# [TASK]
Lines below starting with the line with "红线: Repository 不含业务逻辑" and going on through the line with "pub use parts_repo::PartsRepository;" must be output exactly; the rest of the records must be left out.

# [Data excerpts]
--------------------------------------------------
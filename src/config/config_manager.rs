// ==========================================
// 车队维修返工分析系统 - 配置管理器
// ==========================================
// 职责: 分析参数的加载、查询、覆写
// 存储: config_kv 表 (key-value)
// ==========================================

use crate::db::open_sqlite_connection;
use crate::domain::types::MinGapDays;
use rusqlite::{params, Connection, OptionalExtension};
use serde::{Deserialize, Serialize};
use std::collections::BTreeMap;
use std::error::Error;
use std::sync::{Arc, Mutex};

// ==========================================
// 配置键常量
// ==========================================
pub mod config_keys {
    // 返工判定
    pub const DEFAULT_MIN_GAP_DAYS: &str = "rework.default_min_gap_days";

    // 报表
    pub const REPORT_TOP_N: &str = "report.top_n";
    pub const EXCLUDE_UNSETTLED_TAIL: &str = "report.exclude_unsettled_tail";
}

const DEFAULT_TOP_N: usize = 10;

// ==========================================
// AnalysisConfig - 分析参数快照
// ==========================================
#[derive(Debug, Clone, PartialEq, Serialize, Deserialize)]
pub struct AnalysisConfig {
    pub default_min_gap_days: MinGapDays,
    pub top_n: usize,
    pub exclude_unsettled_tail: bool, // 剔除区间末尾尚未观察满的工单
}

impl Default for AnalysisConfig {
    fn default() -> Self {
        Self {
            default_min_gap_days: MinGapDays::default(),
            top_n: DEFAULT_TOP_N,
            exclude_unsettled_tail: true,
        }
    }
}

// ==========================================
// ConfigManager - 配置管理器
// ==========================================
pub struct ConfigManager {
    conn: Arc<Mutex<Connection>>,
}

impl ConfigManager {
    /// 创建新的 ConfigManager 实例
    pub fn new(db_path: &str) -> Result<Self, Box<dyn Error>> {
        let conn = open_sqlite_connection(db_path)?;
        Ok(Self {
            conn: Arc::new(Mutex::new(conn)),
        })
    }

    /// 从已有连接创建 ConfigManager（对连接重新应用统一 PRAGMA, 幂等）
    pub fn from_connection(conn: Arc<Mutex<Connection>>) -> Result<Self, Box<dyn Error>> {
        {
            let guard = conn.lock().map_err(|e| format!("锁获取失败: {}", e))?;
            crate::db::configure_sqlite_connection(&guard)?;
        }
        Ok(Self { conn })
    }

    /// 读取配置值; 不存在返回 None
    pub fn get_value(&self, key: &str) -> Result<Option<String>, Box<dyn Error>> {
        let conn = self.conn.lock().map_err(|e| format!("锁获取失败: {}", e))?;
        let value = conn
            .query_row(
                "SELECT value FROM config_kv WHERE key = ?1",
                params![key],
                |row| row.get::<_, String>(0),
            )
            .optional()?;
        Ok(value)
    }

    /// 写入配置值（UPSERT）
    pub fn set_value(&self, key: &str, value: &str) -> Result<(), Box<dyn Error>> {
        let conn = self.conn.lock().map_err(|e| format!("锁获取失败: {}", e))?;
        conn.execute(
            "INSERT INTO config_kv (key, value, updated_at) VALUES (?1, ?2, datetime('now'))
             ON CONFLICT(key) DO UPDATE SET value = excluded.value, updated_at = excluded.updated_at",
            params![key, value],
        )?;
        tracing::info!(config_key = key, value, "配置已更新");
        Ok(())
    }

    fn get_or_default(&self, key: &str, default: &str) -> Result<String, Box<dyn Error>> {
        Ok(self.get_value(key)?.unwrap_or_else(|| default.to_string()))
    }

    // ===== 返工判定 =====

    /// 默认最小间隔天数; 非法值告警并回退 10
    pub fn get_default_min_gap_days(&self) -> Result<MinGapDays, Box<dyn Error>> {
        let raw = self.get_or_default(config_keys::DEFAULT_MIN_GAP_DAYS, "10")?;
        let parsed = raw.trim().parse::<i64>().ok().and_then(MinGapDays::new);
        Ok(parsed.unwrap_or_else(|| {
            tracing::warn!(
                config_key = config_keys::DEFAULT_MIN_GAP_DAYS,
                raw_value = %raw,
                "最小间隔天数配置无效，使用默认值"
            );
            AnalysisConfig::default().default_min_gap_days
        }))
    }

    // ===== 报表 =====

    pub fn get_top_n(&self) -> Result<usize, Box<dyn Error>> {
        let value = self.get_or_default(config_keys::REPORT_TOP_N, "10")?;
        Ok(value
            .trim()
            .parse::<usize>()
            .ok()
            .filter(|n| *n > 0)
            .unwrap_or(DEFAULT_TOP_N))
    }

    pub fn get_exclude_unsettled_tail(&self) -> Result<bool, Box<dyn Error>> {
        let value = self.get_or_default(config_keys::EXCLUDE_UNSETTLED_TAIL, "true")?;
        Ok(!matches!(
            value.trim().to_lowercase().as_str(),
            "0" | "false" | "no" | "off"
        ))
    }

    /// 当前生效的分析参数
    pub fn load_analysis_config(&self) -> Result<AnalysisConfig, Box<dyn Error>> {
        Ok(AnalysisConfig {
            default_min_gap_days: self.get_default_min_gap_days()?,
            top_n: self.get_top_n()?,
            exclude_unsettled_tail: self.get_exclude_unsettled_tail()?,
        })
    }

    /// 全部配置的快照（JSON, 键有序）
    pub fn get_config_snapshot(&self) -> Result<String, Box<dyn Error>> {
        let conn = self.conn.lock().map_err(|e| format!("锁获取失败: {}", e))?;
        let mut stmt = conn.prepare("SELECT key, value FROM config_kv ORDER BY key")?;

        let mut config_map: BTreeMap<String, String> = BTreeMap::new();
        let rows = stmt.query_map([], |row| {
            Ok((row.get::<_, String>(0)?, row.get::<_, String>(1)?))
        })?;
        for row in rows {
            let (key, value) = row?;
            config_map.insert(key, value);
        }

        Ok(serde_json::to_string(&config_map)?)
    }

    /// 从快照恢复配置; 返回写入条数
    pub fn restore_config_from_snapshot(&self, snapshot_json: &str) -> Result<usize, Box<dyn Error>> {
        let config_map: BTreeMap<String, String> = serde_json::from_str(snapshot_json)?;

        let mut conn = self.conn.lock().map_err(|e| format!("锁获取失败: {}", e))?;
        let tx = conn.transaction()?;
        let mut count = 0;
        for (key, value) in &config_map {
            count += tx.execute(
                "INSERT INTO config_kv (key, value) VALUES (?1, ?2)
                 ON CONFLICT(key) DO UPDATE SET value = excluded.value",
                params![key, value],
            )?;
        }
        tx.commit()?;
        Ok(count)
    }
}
--------------------------------------------------
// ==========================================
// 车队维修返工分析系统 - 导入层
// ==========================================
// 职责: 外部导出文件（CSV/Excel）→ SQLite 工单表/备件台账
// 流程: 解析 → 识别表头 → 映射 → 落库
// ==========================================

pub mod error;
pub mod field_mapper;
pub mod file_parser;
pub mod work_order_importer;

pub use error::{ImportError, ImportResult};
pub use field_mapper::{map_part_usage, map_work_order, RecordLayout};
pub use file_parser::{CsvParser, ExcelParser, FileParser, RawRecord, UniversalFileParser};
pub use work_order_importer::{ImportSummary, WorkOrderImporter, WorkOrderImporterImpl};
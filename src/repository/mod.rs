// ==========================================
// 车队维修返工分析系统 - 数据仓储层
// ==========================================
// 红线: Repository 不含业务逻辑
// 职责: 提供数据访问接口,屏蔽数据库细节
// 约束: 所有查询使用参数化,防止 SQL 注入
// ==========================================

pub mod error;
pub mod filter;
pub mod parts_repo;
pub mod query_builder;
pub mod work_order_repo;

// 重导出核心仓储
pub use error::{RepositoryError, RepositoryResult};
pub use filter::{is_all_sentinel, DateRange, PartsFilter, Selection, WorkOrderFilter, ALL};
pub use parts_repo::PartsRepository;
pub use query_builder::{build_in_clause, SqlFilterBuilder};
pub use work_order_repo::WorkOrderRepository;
--------------------------------------------------
# [SOLUTION FOR THIS PROBLEM]
// 红线: Repository 不含业务逻辑
// 职责: 提供数据访问接口,屏蔽数据库细节
// 约束: 所有查询使用参数化,防止 SQL 注入
// ==========================================

pub mod error;
pub mod filter;
pub mod parts_repo;
pub mod query_builder;
pub mod work_order_repo;

// 重导出核心仓储
pub use error::{RepositoryError, RepositoryResult};
pub use filter::{is_all_sentinel, DateRange, PartsFilter, Selection, WorkOrderFilter, ALL};
pub use parts_repo::PartsRepository;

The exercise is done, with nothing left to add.